OLD DEAD HANDS PRAYERED, a draped arrangement of draping skin, a fleshy hem colored to look alive by the gentle mortician, Nonna was in the casket, and I was at her side, yet “the glazing eyes shunned my gaze,” or that was what I was remembering about her as we drove to her interment.
Arthur had driven us—Uncle Billy, Aunt Frances, me—through a gardener’s rain that gullied the tent as we stood at the site, Nonna’s gravesite, brighter greens, June, plate-sized peonies beaten in the downpour, the coffin shiny.
Who can forget? some said. Description of the too long-alive, now dead. The homily for Nonna went on and on, and Arthur had to wait.
Who would have guessed there was so much left to say?
At the Big House everyone I saw chewed with his mouth open. At the Big House Nonna’s lawyer sleeked through the room, nodding at stories, saying, “Yes, she was an amazing woman, yes, indeed.”
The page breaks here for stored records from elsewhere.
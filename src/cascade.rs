use crate::gravity::apply_gravity;
use crate::grid::{Grid, Position};
use crate::level::match_score;
use crate::matches::find_all_matches;
use rand::Rng;
use std::collections::BTreeSet;
use tracing::warn;

/// Hard ceiling on match->gravity iterations per triggering event.
/// Unreachable with a correct detector and gravity; hitting it means a
/// bug, and the board is force-cleared rather than left inconsistent.
pub const CASCADE_LIMIT: usize = 10;

/// One settled iteration of the cascade, kept for UI replay: the board
/// with the matched tiles highlighted, then the board after gravity.
#[derive(Clone, Debug)]
pub struct CascadeStep {
    pub matched: BTreeSet<Position>,
    pub highlight: Grid,
    pub settled: Grid,
    pub score_gained: u32,
    pub bonus_secs: u32,
}

#[derive(Clone, Debug)]
pub struct CascadeOutcome {
    pub grid: Grid,
    pub score_gained: u32,
    pub bonus_secs: u32,
    pub steps: Vec<CascadeStep>,
    pub forced_clear: bool,
}

impl CascadeOutcome {
    pub fn cascades(&self) -> u32 {
        self.steps.len() as u32
    }
}

/// Drive repeated match -> score -> gravity cycles until the board
/// settles. Iteration `i` (0-based) scores `match_score(n) * (i + 1)`,
/// so later links in a chain are worth proportionally more. Runs of
/// the reserved time-bonus kind accrue countdown seconds on the side.
///
/// Stops early once `score_before` plus the running gain reaches
/// `target_score`: the win condition supersedes further scoring.
pub fn resolve_cascades(
    grid: Grid,
    score_before: u32,
    target_score: u32,
    rng: &mut impl Rng,
) -> CascadeOutcome {
    let mut grid = grid.with_flags_cleared();
    let mut steps: Vec<CascadeStep> = Vec::new();
    let mut score_gained = 0u32;
    let mut bonus_secs = 0u32;
    let mut won_early = false;

    for cascade in 0..CASCADE_LIMIT {
        let matches = find_all_matches(&grid);
        if matches.is_empty() {
            break;
        }
        let matched = matches.positions();
        let highlight = grid.with_matched(matched.iter().copied());
        let gained = match_score(matched.len()) * (cascade as u32 + 1);
        let secs = matches.time_bonus_secs();
        score_gained += gained;
        bonus_secs += secs;

        let settled = apply_gravity(&highlight, rng).with_flags_cleared();
        grid = settled.clone();
        steps.push(CascadeStep {
            matched,
            highlight,
            settled,
            score_gained: gained,
            bonus_secs: secs,
        });

        if score_before + score_gained >= target_score {
            won_early = true;
            break;
        }
    }

    // Never hand back a grid that still holds matches, unless the win
    // already ended the resolution.
    let mut forced_clear = false;
    if !won_early {
        let leftovers = find_all_matches(&grid);
        if !leftovers.is_empty() {
            warn!(
                cascades = steps.len(),
                "cascade ceiling hit with matches remaining; force-clearing"
            );
            let flagged = grid.with_matched(leftovers.positions());
            grid = apply_gravity(&flagged, rng).with_flags_cleared();
            forced_clear = true;
        }
    }

    CascadeOutcome {
        grid,
        score_gained,
        bonus_secs,
        steps,
        forced_clear,
    }
}

#[cfg(test)]
mod tests {
    use super::*;
    use crate::grid::{GRID_SIZE, TIME_BONUS_KIND};
    use crate::level::match_score;
    use crate::test_helpers::{checkerboard_rows, grid_from_rows, seeded_rng};

    #[test]
    fn resolve_cascades__settles_a_quiet_board_without_steps() {
        let grid = grid_from_rows(6, checkerboard_rows());
        let outcome = resolve_cascades(grid, 0, u32::MAX, &mut seeded_rng(1));
        assert_eq!(outcome.cascades(), 0);
        assert_eq!(outcome.score_gained, 0);
        assert!(!outcome.forced_clear);
    }

    #[test]
    fn resolve_cascades__scores_a_single_triple_at_base_rate() {
        let mut rows = checkerboard_rows();
        rows[7] = [4, 4, 4, 0, 1, 0, 1, 0];
        let grid = grid_from_rows(6, rows);

        let outcome = resolve_cascades(grid, 0, u32::MAX, &mut seeded_rng(2));
        assert!(outcome.cascades() >= 1);
        assert_eq!(outcome.steps[0].score_gained, match_score(3));
        assert_eq!(outcome.steps[0].matched.len(), 3);
    }

    #[test]
    fn resolve_cascades__applies_the_combo_multiplier_per_iteration() {
        // a column seeded so clearing the bottom triple drops another
        // triple into place: kind 4 at rows 5-7, kind 5 above it in
        // the same column plus two neighbors on the landing row
        let mut rows = checkerboard_rows();
        rows[5][0] = 4;
        rows[6][0] = 4;
        rows[7][0] = 4;
        rows[2][0] = 5;
        rows[3][0] = 5;
        rows[4][0] = 5;
        rows[7][1] = 5;
        rows[7][2] = 5;
        let grid = grid_from_rows(6, rows);

        let outcome = resolve_cascades(grid, 0, u32::MAX, &mut seeded_rng(3));
        assert!(outcome.cascades() >= 2);
        // iteration 1 pays double the base rate
        let second = &outcome.steps[1];
        assert_eq!(
            second.score_gained,
            match_score(second.matched.len()) * 2
        );
    }

    #[test]
    fn resolve_cascades__stops_once_the_target_is_reached() {
        let mut rows = checkerboard_rows();
        rows[7] = [4, 4, 4, 0, 1, 0, 1, 0];
        let grid = grid_from_rows(6, rows);

        // base triple scores 90; target within reach on iteration 0
        let outcome = resolve_cascades(grid, 50, 100, &mut seeded_rng(4));
        assert_eq!(outcome.cascades(), 1);
        assert!(50 + outcome.score_gained >= 100);
    }

    #[test]
    fn resolve_cascades__grants_time_for_bonus_kind_runs() {
        let mut rows = checkerboard_rows();
        rows[7][0] = TIME_BONUS_KIND;
        rows[7][1] = TIME_BONUS_KIND;
        rows[7][2] = TIME_BONUS_KIND;
        rows[7][3] = TIME_BONUS_KIND;
        for x in 4..GRID_SIZE {
            rows[7][x] = ((x + 7) % 2) as u8;
        }
        let grid = grid_from_rows(8, rows);

        let outcome = resolve_cascades(grid, 0, u32::MAX, &mut seeded_rng(5));
        assert!(outcome.steps[0].bonus_secs == 20);
        assert!(outcome.bonus_secs >= 20);
    }

    #[test]
    fn resolve_cascades__leaves_no_residual_matches() {
        for seed in 0..30 {
            let mut rng = seeded_rng(seed);
            let grid = Grid::random(4, &mut rng);
            let outcome = resolve_cascades(grid, 0, u32::MAX, &mut rng);
            assert!(
                find_all_matches(&outcome.grid).is_empty(),
                "seed {seed} left matches on the board"
            );
        }
    }
}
Indeed, indeed sounded like my mother when she was being formal, but my mother was not here. Mother was in California, the state she called her home. “I can be a kook and not stand out,” she often repeated when we spoke on the phone.
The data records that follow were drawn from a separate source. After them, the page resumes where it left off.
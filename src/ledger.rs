use chrono::{DateTime, Utc};
use color_eyre::eyre::{Result, WrapErr, eyre};
use serde::{Deserialize, Serialize};
use std::collections::BTreeMap;
use std::fs;
use std::path::{Path, PathBuf};
use tracing::info;

const REWARDS_FILE: &str = "rewards.json";
const CLAIMS_FILE: &str = "claims.json";
const STATS_FILE: &str = "stats.json";

/// Granted by the reward ledger when a play is approved.
#[derive(Clone, Copy, Debug, PartialEq, Eq)]
pub struct SessionTicket {
    pub free_play: bool,
}

/// One finished game, as reported to the stats service.
#[derive(Clone, Debug, Serialize, Deserialize)]
pub struct GameRecord {
    pub player: String,
    pub level: u32,
    pub score: u32,
    pub won: bool,
    pub finished_at: DateTime<Utc>,
}

/// A credited win awaiting claim, as recorded by the ledger.
#[derive(Clone, Debug, Serialize, Deserialize)]
pub struct ClaimRecord {
    pub player: String,
    pub level: u32,
    pub reward: u64,
    pub credited_at: DateTime<Utc>,
}

/// The component of record for play permission and reward credits.
/// The real thing lives on-chain; the engine only ever talks to this
/// seam.
pub trait RewardLedger {
    /// Ask permission to play `level`. The ledger is the sole source
    /// of truth for free plays. Failure leaves the session not
    /// started and is always retryable.
    async fn begin_session(
        &mut self,
        player: &str,
        level: u32,
    ) -> Result<SessionTicket>;

    /// Reward amount for a level, from the ledger's opaque
    /// level -> amount table.
    fn reward_for_level(&self, level: u32) -> u64;

    /// Credit a win for later claim. Called once per won game.
    async fn report_win(
        &mut self,
        player: &str,
        level: u32,
        reward: u64,
    ) -> Result<()>;
}

/// Leaderboard/profile persistence. Best-effort by contract: callers
/// log failures and keep playing.
pub trait StatsService {
    async fn record_game(&mut self, record: &GameRecord) -> Result<()>;

    /// Most recently finished level for a player, if any.
    async fn last_level(&self, player: &str) -> Result<Option<u32>>;
}

/// File-backed ledger under the data dir: reward table read from
/// `rewards.json` (falling back to a default curve), win credits
/// appended to `claims.json`.
pub struct LocalLedger {
    dir: PathBuf,
    rewards: BTreeMap<u32, u64>,
    /// Free plays remaining before (notional) fees would apply.
    free_plays: u32,
}

impl LocalLedger {
    pub fn open(dir: impl AsRef<Path>) -> Result<Self> {
        let dir = dir.as_ref().to_path_buf();
        fs::create_dir_all(&dir).wrap_err_with(|| {
            format!("failed to create data dir {}", dir.display())
        })?;
        let rewards_path = dir.join(REWARDS_FILE);
        let rewards = if rewards_path.exists() {
            let raw = fs::read_to_string(&rewards_path).wrap_err_with(|| {
                format!("failed to read {}", rewards_path.display())
            })?;
            serde_json::from_str(&raw).wrap_err_with(|| {
                format!("malformed reward table {}", rewards_path.display())
            })?
        } else {
            default_reward_table()
        };
        Ok(LocalLedger {
            dir,
            rewards,
            free_plays: u32::MAX,
        })
    }

    fn claims_path(&self) -> PathBuf {
        self.dir.join(CLAIMS_FILE)
    }
}

/// 100 tokens for level 1, +25 per level after that.
fn default_reward_table() -> BTreeMap<u32, u64> {
    (1..=100).map(|level| (level, 75 + 25 * level as u64)).collect()
}

impl RewardLedger for LocalLedger {
    async fn begin_session(
        &mut self,
        player: &str,
        level: u32,
    ) -> Result<SessionTicket> {
        if self.free_plays == 0 {
            return Err(eyre!("no free plays left for {player}"));
        }
        self.free_plays = self.free_plays.saturating_sub(1);
        info!(player, level, "session approved");
        Ok(SessionTicket { free_play: true })
    }

    fn reward_for_level(&self, level: u32) -> u64 {
        self.rewards.get(&level).copied().unwrap_or(0)
    }

    async fn report_win(
        &mut self,
        player: &str,
        level: u32,
        reward: u64,
    ) -> Result<()> {
        let path = self.claims_path();
        let mut claims: Vec<ClaimRecord> = if path.exists() {
            let raw = fs::read_to_string(&path).wrap_err_with(|| {
                format!("failed to read {}", path.display())
            })?;
            serde_json::from_str(&raw).unwrap_or_default()
        } else {
            Vec::new()
        };
        claims.push(ClaimRecord {
            player: player.to_string(),
            level,
            reward,
            credited_at: Utc::now(),
        });
        let raw = serde_json::to_string_pretty(&claims)?;
        fs::write(&path, raw)
            .wrap_err_with(|| format!("failed to write {}", path.display()))?;
        info!(player, level, reward, "win credited");
        Ok(())
    }
}

/// Game records in a single JSON file under the data dir.
pub struct JsonStats {
    path: PathBuf,
}

impl JsonStats {
    pub fn open(dir: impl AsRef<Path>) -> Result<Self> {
        let dir = dir.as_ref();
        fs::create_dir_all(dir).wrap_err_with(|| {
            format!("failed to create data dir {}", dir.display())
        })?;
        Ok(JsonStats {
            path: dir.join(STATS_FILE),
        })
    }

    fn load(&self) -> Result<Vec<GameRecord>> {
        if !self.path.exists() {
            return Ok(Vec::new());
        }
        let raw = fs::read_to_string(&self.path).wrap_err_with(|| {
            format!("failed to read {}", self.path.display())
        })?;
        Ok(serde_json::from_str(&raw).unwrap_or_default())
    }
}

impl StatsService for JsonStats {
    async fn record_game(&mut self, record: &GameRecord) -> Result<()> {
        let mut records = self.load()?;
        records.push(record.clone());
        let raw = serde_json::to_string_pretty(&records)?;
        fs::write(&self.path, raw).wrap_err_with(|| {
            format!("failed to write {}", self.path.display())
        })?;
        Ok(())
    }

    async fn last_level(&self, player: &str) -> Result<Option<u32>> {
        let records = self.load()?;
        Ok(records
            .iter()
            .filter(|r| r.player == player)
            .max_by_key(|r| r.finished_at)
            .map(|r| r.level))
    }
}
Uncle Billy had not spoken to Mother in a while, and he excused himself for keeping my mother uninformed, saying, “Your mother would be too upset,”
By the time I told her, Mother said it was too late for her.
“I need weeks to get ready,” Mother said, “and besides Nonna’s been dead for years.”
Aunt Frances said, “Your mother’s not interested in other people anyway,” which wasn’t true, I thought; because Mother wanted to know about Aunt Frances, yes, and Uncle Billy. Mother wanted to know about them especially and asked me, she asked me often now that we spoke any day of the week and not just Sundays—Mother asked me, “How are your aunt and uncle spending their money these days?”
But how would I know? I didn’t live here anymore; I recognized very few faces. Mrs. Greene’s, Mrs. Greene’s daughter, Arthur, of course, the Nordstruckers, Miss Pearl of Miss Pearl’s (still alive!), the Miller sisters, Mr. and Mrs. Vanvogel. Uncle Billy and Aunt Frances moved among these and other friends they said were Nonna’s but who were, in fact, theirs, as who was left alive that Nonna knew?
Death, a death mound, like those lumps in the earth Aunt Frances had pointed to as burial grounds for the Indians. Of course, Indians, Uncle Billy’s found and collected arrowheads from the Potawatomi! Next to the case of sprung-winged bugs and other artifacts. Buckskinned men powwowing lake paths in soft-soled moccasins, they and their squaws and their sick-to-death children were turned into lumps in the earth where Aunt Frances had pointed. Nonna and Nonna’s friends—even the absent O’Boyle—and Arlette and my father were turned into hillocks I drove past, touring the countryside because I couldn’t stay at Uncle Billy’s house watching the people eat with their mouths wide open—no. I didn’t want to talk to Nonna’s lawyer, so I took the second car and drove to where I could sit off the road and smoke.
I smoked and thought of Nonna and how she had outlived my dread of her dying.
I smoked and wondered at how green it was, June, green and cold, a bed of iced lettuce, and in the distance down the hill, the lapis-blue of lakes, one after another, as though the land were a lake and the lakes, blue stone, and skipped. How was it possible to be cheerful, and yet I was; I was oddly gleeful and merrily giant-stepping into my life.
Nonna left me money—thank you, Nonna!—and a large diamond ring and a double strand of pearls. I bought an apartment in a brownstone with most of what she gave me. West Seventy-Six, in the city where sunlight is expensive.